[Task description]: For every line in the entries that contains "bidPx", show the whole line.

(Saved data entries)
++++

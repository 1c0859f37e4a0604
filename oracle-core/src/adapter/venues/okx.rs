//! OKX adapter hooks (spec §4.2 table row 4). The liveness contract is the
//! exception among the five venues: OKX never answers pings, enforces its own
//! 30s idle timeout, and closes with code 4004 under normal operation (spec §4.1
//! "Liveness (ping/pong)" exception clause).

use std::sync::Arc;
use std::time::Duration;

use serde_json::Value;
use tokio::sync::mpsc;
use tokio_tungstenite::tungstenite::Message;

use super::rest_url;
use crate::adapter::driver::{CloseClass, VenueAdapter, VenueConfig, VenueHooks};
use crate::adapter::normalize::{normalize_price, ParsedFrame, RawTimestamp, TickerFrame};
use crate::adapter::AdapterEvent;
use crate::error::{OracleError, Result};
use crate::rate_limit::RateLimiter;
use crate::types::{now_ms, Category, PriceObservation};

pub struct OkxHooks;

impl VenueHooks for OkxHooks {
    fn map_to_exchange(&self, feed_symbol: &str) -> String {
        feed_symbol.replace('/', "-").to_uppercase()
    }

    fn map_from_exchange(&self, exchange_symbol: &str) -> Option<String> {
        let mut parts = exchange_symbol.split('-');
        let base = parts.next()?;
        let quote = parts.next()?;
        if parts.next().is_some() || base.is_empty() || quote.is_empty() {
            return None;
        }
        Some(format!("{}/{}", base.to_uppercase(), quote.to_uppercase()))
    }

    fn build_subscribe_message(&self, exchange_symbols: &[String]) -> Message {
        let args: Vec<Value> = exchange_symbols
            .iter()
            .map(|s| serde_json::json!({"channel": "tickers", "instId": s}))
            .collect();
        let body = serde_json::json!({"op": "subscribe", "args": args});
        Message::Text(body.to_string())
    }

    fn build_unsubscribe_message(&self, exchange_symbols: &[String]) -> Option<Message> {
        let args: Vec<Value> = exchange_symbols
            .iter()
            .map(|s| serde_json::json!({"channel": "tickers", "instId": s}))
            .collect();
        Some(Message::Text(
            serde_json::json!({"op": "unsubscribe", "args": args}).to_string(),
        ))
    }

    fn build_ping_message(&self) -> Option<Message> {
        // OKX's keepalive is the bare literal "ping", not a JSON envelope.
        Some(Message::Text("ping".to_string()))
    }

    fn parse_frame(&self, text: &str) -> ParsedFrame {
        if text.trim() == "pong" {
            return ParsedFrame::Heartbeat;
        }
        let Ok(value) = serde_json::from_str::<Value>(text) else {
            return ParsedFrame::Ignore;
        };
        match value.get("event").and_then(Value::as_str) {
            Some("subscribe") => return ParsedFrame::SubscriptionAck,
            Some("error") => {
                let message = value
                    .get("msg")
                    .and_then(Value::as_str)
                    .unwrap_or("unknown error")
                    .to_string();
                return ParsedFrame::Error(message);
            }
            _ => {}
        }
        let is_tickers_channel = value
            .get("arg")
            .and_then(|a| a.get("channel"))
            .and_then(Value::as_str)
            == Some("tickers");
        if !is_tickers_channel {
            return ParsedFrame::Ignore;
        }
        match value.get("data").and_then(Value::as_array).and_then(|a| a.first()) {
            Some(item) => match parse_ticker_object(item) {
                Some(frame) => ParsedFrame::Ticker(frame),
                None => ParsedFrame::Ignore,
            },
            None => ParsedFrame::Ignore,
        }
    }

    fn classify_close_code(&self, code: u16) -> CloseClass {
        match code {
            1000 => CloseClass::Normal,
            1001 => CloseClass::PongTimeout,
            1006 => CloseClass::Abnormal,
            // Expected idle closure (spec §4.1): reconnect normally, logged at debug
            // severity by the caller rather than warn.
            4004 => CloseClass::VenueSpecific { extended_backoff: false },
            _ => CloseClass::VenueSpecific { extended_backoff: false },
        }
    }

    fn rest_ticker_url(&self, exchange_symbol: &str) -> String {
        rest_url("https://www.okx.com/api/v5/market/ticker", &[("instId", exchange_symbol)])
    }

    fn parse_rest_response(&self, body: &str, canonical_symbol: &str) -> Result<PriceObservation> {
        let value: Value = serde_json::from_str(body)?;
        let code = value.get("code").and_then(Value::as_str).unwrap_or("1");
        if code != "0" {
            let message = value.get("msg").and_then(Value::as_str).unwrap_or("unknown error");
            return Err(OracleError::VenueError {
                adapter: "okx".to_string(),
                code: code.to_string(),
                message: message.to_string(),
            });
        }
        let item = value
            .get("data")
            .and_then(Value::as_array)
            .and_then(|a| a.first())
            .ok_or_else(|| OracleError::ParseError {
                adapter: "okx".to_string(),
                message: "missing data payload".to_string(),
            })?;
        let mut frame = parse_ticker_object(item).ok_or_else(|| OracleError::ParseError {
            adapter: "okx".to_string(),
            message: "malformed ticker object".to_string(),
        })?;
        frame.symbol = canonical_symbol.to_string();
        normalize_price(&frame, "okx", now_ms()).ok_or_else(|| OracleError::ParseError {
            adapter: "okx".to_string(),
            message: "REST response missing a usable price".to_string(),
        })
    }
}

fn parse_ticker_object(item: &Value) -> Option<TickerFrame> {
    let symbol = item.get("instId")?.as_str()?.to_string();
    let last_price = item.get("last")?.as_str()?.to_string();
    Some(TickerFrame {
        symbol,
        last_price,
        bid: item.get("bidPx").and_then(Value::as_str).map(str::to_string),
        ask: item.get("askPx").and_then(Value::as_str).map(str::to_string),
        volume: item.get("vol24h").and_then(Value::as_str).map(str::to_string),
        timestamp: item
            .get("ts")
            .and_then(Value::as_str)
            .and_then(|s| s.parse::<f64>().ok())
            .map(RawTimestamp::Numeric),
    })
}

pub fn new_adapter(
    events: mpsc::Sender<AdapterEvent>,
    rate_limiter: Arc<RateLimiter>,
) -> VenueAdapter<OkxHooks> {
    let config = VenueConfig {
        name: "okx",
        category: Category::Crypto,
        ws_url: "wss://ws.okx.com:8443/ws/v5/public",
        rest_base_url: "https://www.okx.com",
        // Sent more frequently than OKX's own 30s idle timeout (spec §4.1).
        ping_interval: Duration::from_secs(20),
        pong_timeout: Duration::from_secs(40),
        supports_websocket: true,
        supports_volume: true,
    };
    VenueAdapter::new(config, OkxHooks, events, rate_limiter)
}

#[cfg(test)]
mod tests {
    use super::*;

    #[test]
    fn symbol_mapping_round_trips() {
        let hooks = OkxHooks;
        let exchange = hooks.map_to_exchange("BTC/USDT");
        assert_eq!(exchange, "BTC-USDT");
        assert_eq!(hooks.map_from_exchange(&exchange), Some("BTC/USDT".to_string()));
    }

    #[test]
    fn bare_pong_is_heartbeat() {
        let hooks = OkxHooks;
        assert!(matches!(hooks.parse_frame("pong"), ParsedFrame::Heartbeat));
    }

    #[test]
    fn close_code_4004_is_not_treated_as_shutdown() {
        let hooks = OkxHooks;
        assert_ne!(hooks.classify_close_code(4004), CloseClass::Normal);
    }

    #[test]
    fn parses_tickers_channel_frame() {
        let hooks = OkxHooks;
        let text = r#"{"arg":{"channel":"tickers","instId":"BTC-USDT"},"data":[{"instId":"BTC-USDT","last":"50000","bidPx":"49999","askPx":"50001","vol24h":"1000","ts":"1700000000000"}]}"#;
        match hooks.parse_frame(text) {
            ParsedFrame::Ticker(frame) => assert_eq!(frame.last_price, "50000"),
            other => panic!("expected Ticker, got {other:?}"),
        }
    }
}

++++

[Answer section]:
        bid: item.get("bidPx").and_then(Value::as_str).map(str::to_string),
        let text = r#"{"arg":{"channel":"tickers","instId":"BTC-USDT"},"data":[{"instId":"BTC-USDT","last":"50000","bidPx":"49999","askPx":"50001","vol24h":"1000","ts":"1700000000000"}]}"#;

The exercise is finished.